だが他のタレントもそうだが人材投資できたのは、私の活躍があってこそだろ。
思い上がりはどっちだ。手柄を自分の物にしやがって。みなみの頬はみるみる紅潮していった。
「そんな事思ってません。勝手な解釈しないで下さい」
制するように言ったが西原は止まらない。
「だいたい演技派女優ぶってグラビアの仕事を断わってるみてえだが、俺から言わせりゃお前の演技はまだまだ二流だ。だが顔は性格に似合わず良いもの持ってるんだ。黙ってでもできる、モデルや水着仕事中心にシフトチェンジした方がいいんじゃねーのか?」
奥歯を噛み締め、柳眉を逆立てた。こんな屈辱は初めてだ。
自分の屋台骨で演技を全否定され、お前は外見だけしか価値はないと罵られた。
みなみはゆっくりと立ち上がり、西原に近づいていった。
それに気づいた社長も立ち上がり、自分の背丈が変わらない女を舐めるような目線を送る。

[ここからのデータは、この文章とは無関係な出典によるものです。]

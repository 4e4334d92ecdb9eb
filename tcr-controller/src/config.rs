//! Controller configuration
//!
//! Every setting can be given as a flag or through the environment; the
//! environment names match the ones the deployment scripts already export.

use std::net::SocketAddr;
use std::time::Duration;

use clap::Parser;
use tcr_client::ProviderConfig;

use crate::service::autoscaler::ScalingPolicy;
use crate::service::dispatcher::DispatchConfig;

/// Mode value that turns the autoscaling poller on
pub const POLLING_MODE: &str = "polling";

/// Controller configuration
#[derive(Debug, Clone, Parser)]
#[command(name = "towerd")]
#[command(about = "CI runner control plane", long_about = None)]
pub struct Config {
    /// Address the HTTP API listens on
    #[arg(long, env = "TOWER_BIND_ADDR", default_value = "0.0.0.0:8080")]
    pub bind_addr: String,

    /// Operating mode; "polling" enables the autoscaler
    #[arg(long, env = "MODE", default_value = "")]
    pub mode: String,

    /// Autoscaler polling interval in seconds
    #[arg(long, env = "POLL_INTERVAL_SECONDS", default_value_t = 30)]
    pub poll_interval_secs: u64,

    /// Most runners added or removed per autoscaler tick
    #[arg(long, env = "SCALE_STEP_MAX", default_value_t = 3)]
    pub scale_step_max: u32,

    /// Fleet size the autoscaler never exceeds
    #[arg(long, env = "MAX_RUNNERS_TOTAL", default_value_t = 20)]
    pub max_runners_total: u32,

    /// Agent endpoint that accepts registration tokens
    #[arg(
        long,
        env = "AGENT_REGISTRATION_ENDPOINT",
        default_value = "http://localhost:8081/register-hybrid"
    )]
    pub agent_registration_endpoint: String,

    /// Agent endpoint that accepts scale-down requests
    #[arg(long, env = "AGENT_SCALE_DOWN_ENDPOINT")]
    pub agent_scale_down_endpoint: Option<String>,

    #[arg(long, env = "GITHUB_TOKEN", default_value = "", hide_env_values = true)]
    pub github_token: String,

    #[arg(long, env = "GITHUB_OWNER", default_value = "")]
    pub github_owner: String,

    #[arg(long, env = "GITHUB_REPO", default_value = "")]
    pub github_repo: String,

    #[arg(long, env = "GITHUB_API_URL", default_value = "https://api.github.com")]
    pub github_api_url: String,

    /// Seconds without a heartbeat after which a runner is no longer live
    #[arg(long, env = "HEARTBEAT_STALENESS_SECONDS", default_value_t = 30)]
    pub heartbeat_staleness_secs: u64,

    /// Dispatcher sweep interval in milliseconds
    #[arg(long, env = "DISPATCH_INTERVAL_MS", default_value_t = 500)]
    pub dispatch_interval_ms: u64,

    /// Timeout for one job send, in seconds
    #[arg(long, env = "DISPATCH_TIMEOUT_SECONDS", default_value_t = 8)]
    pub dispatch_timeout_secs: u64,

    /// Seconds a job may stay dispatched without the runner reporting on it
    #[arg(long, env = "DISPATCH_ACK_TIMEOUT_SECONDS", default_value_t = 120)]
    pub dispatch_ack_timeout_secs: u64,

    /// Dispatches per job before it is failed
    #[arg(long, env = "MAX_DISPATCH_ATTEMPTS", default_value_t = 3)]
    pub max_dispatch_attempts: u32,

    /// Reconciler interval in seconds
    #[arg(long, env = "RECONCILE_INTERVAL_SECONDS", default_value_t = 30)]
    pub reconcile_interval_secs: u64,

    /// Pause between scale-up units, in milliseconds
    #[arg(long, env = "SPAWN_SPACING_MS", default_value_t = 500)]
    pub spawn_spacing_ms: u64,
}

impl Config {
    /// Whether the autoscaling poller should run
    pub fn polling_enabled(&self) -> bool {
        self.mode == POLLING_MODE
    }

    pub fn bind_addr(&self) -> anyhow::Result<SocketAddr> {
        self.bind_addr
            .parse()
            .map_err(|e| anyhow::anyhow!("invalid bind address '{}': {}", self.bind_addr, e))
    }

    pub fn heartbeat_staleness(&self) -> chrono::Duration {
        chrono::Duration::seconds(self.heartbeat_staleness_secs as i64)
    }

    pub fn dispatch_interval(&self) -> Duration {
        Duration::from_millis(self.dispatch_interval_ms)
    }

    pub fn reconcile_interval(&self) -> Duration {
        Duration::from_secs(self.reconcile_interval_secs)
    }

    pub fn dispatch_ack_timeout(&self) -> chrono::Duration {
        chrono::Duration::seconds(self.dispatch_ack_timeout_secs as i64)
    }

    pub fn dispatch(&self) -> DispatchConfig {
        DispatchConfig {
            send_timeout: Duration::from_secs(self.dispatch_timeout_secs),
            max_attempts: self.max_dispatch_attempts,
        }
    }

    pub fn scaling_policy(&self) -> ScalingPolicy {
        ScalingPolicy {
            poll_interval: Duration::from_secs(self.poll_interval_secs),
            max_scale_step: self.scale_step_max,
            global_max_runners: self.max_runners_total,
            spawn_spacing: Duration::from_millis(self.spawn_spacing_ms),
        }
    }

    pub fn provider(&self) -> ProviderConfig {
        ProviderConfig {
            api_url: self.github_api_url.clone(),
            token: self.github_token.clone(),
            owner: self.github_owner.clone(),
            repo: self.github_repo.clone(),
        }
    }

    /// Validates the configuration
    ///
    /// Provider credentials are only required in polling mode; without them
    /// the manual registration endpoint reports the problem per request.
    pub fn validate(&self) -> anyhow::Result<()> {
        self.bind_addr()?;

        if self.heartbeat_staleness_secs == 0 {
            anyhow::bail!("heartbeat staleness must be greater than 0");
        }

        if self.dispatch_interval_ms == 0 {
            anyhow::bail!("dispatch interval must be greater than 0");
        }

        if self.dispatch_timeout_secs == 0 {
            anyhow::bail!("dispatch timeout must be greater than 0");
        }

        if self.reconcile_interval_secs == 0 {
            anyhow::bail!("reconcile interval must be greater than 0");
        }

        if self.max_dispatch_attempts == 0 {
            anyhow::bail!("max dispatch attempts must be greater than 0");
        }

        if !is_http_url(&self.agent_registration_endpoint) {
            anyhow::bail!("agent registration endpoint must start with http:// or https://");
        }

        if self
            .agent_scale_down_endpoint
            .as_deref()
            .is_some_and(|url| !is_http_url(url))
        {
            anyhow::bail!("agent scale-down endpoint must start with http:// or https://");
        }

        if self.polling_enabled() {
            if self.poll_interval_secs == 0 {
                anyhow::bail!("poll interval must be greater than 0");
            }
            if self.scale_step_max == 0 {
                anyhow::bail!("scale step must be greater than 0");
            }
            self.provider()
                .ensure_complete()
                .map_err(|e| anyhow::anyhow!("polling mode: {}", e))?;
        }

        Ok(())
    }
}

fn is_http_url(url: &str) -> bool {
    url.starts_with("http://") || url.starts_with("https://")
}

#[cfg(test)]
mod tests {
    use super::*;

    fn parse(args: &[&str]) -> Config {
        let mut argv = vec!["towerd"];
        argv.extend_from_slice(args);
        Config::try_parse_from(argv).unwrap()
    }

    #[test]
    fn test_defaults() {
        let config = parse(&["--mode", ""]);

        assert_eq!(config.bind_addr, "0.0.0.0:8080");
        assert!(!config.polling_enabled());
        assert_eq!(config.dispatch_interval(), Duration::from_millis(500));
        assert_eq!(config.dispatch().send_timeout, Duration::from_secs(8));
        assert_eq!(config.heartbeat_staleness(), chrono::Duration::seconds(30));
        assert_eq!(config.scaling_policy().max_scale_step, 3);
        assert_eq!(config.scaling_policy().global_max_runners, 20);
        assert!(config.validate().is_ok());
    }

    #[test]
    fn test_polling_requires_provider_credentials() {
        let mut config = parse(&["--mode", "polling"]);
        config.github_token = String::new();
        assert!(config.polling_enabled());
        assert!(config.validate().is_err());

        config.github_token = "secret".to_string();
        config.github_owner = "octo".to_string();
        config.github_repo = "repo".to_string();
        assert!(config.validate().is_ok());
    }

    #[test]
    fn test_config_validation() {
        let mut config = parse(&["--mode", ""]);

        config.bind_addr = "not-an-addr".to_string();
        assert!(config.validate().is_err());
        config.bind_addr = "127.0.0.1:9000".to_string();

        config.agent_registration_endpoint = "localhost:8081".to_string();
        assert!(config.validate().is_err());
        config.agent_registration_endpoint = "http://localhost:8081/register-hybrid".to_string();

        config.max_dispatch_attempts = 0;
        assert!(config.validate().is_err());
        config.max_dispatch_attempts = 1;

        assert!(config.validate().is_ok());
    }
}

「なんだ、なんだ、俺のそばまできて。身体を使って許して貰おうとしてるのか?生憎俺は美人な顔より、幼くて可愛い顔の方が興奮するんだ」
西原が聞いてもない嗜好を言った刹那、左頬に平手打ちが炸裂した。
静寂した空気に乾いた殴打の音が響き渡った。
西原は崩れ落ちるように、その場に倒れる。
その光景がスローモションで大脳に伝達されていく。
脳内で処理された答えを、みなみが口に出したのと社長が横たわったのは同時だった。
やってしまった。悔恨がみなみの身体から生まれ始めていた。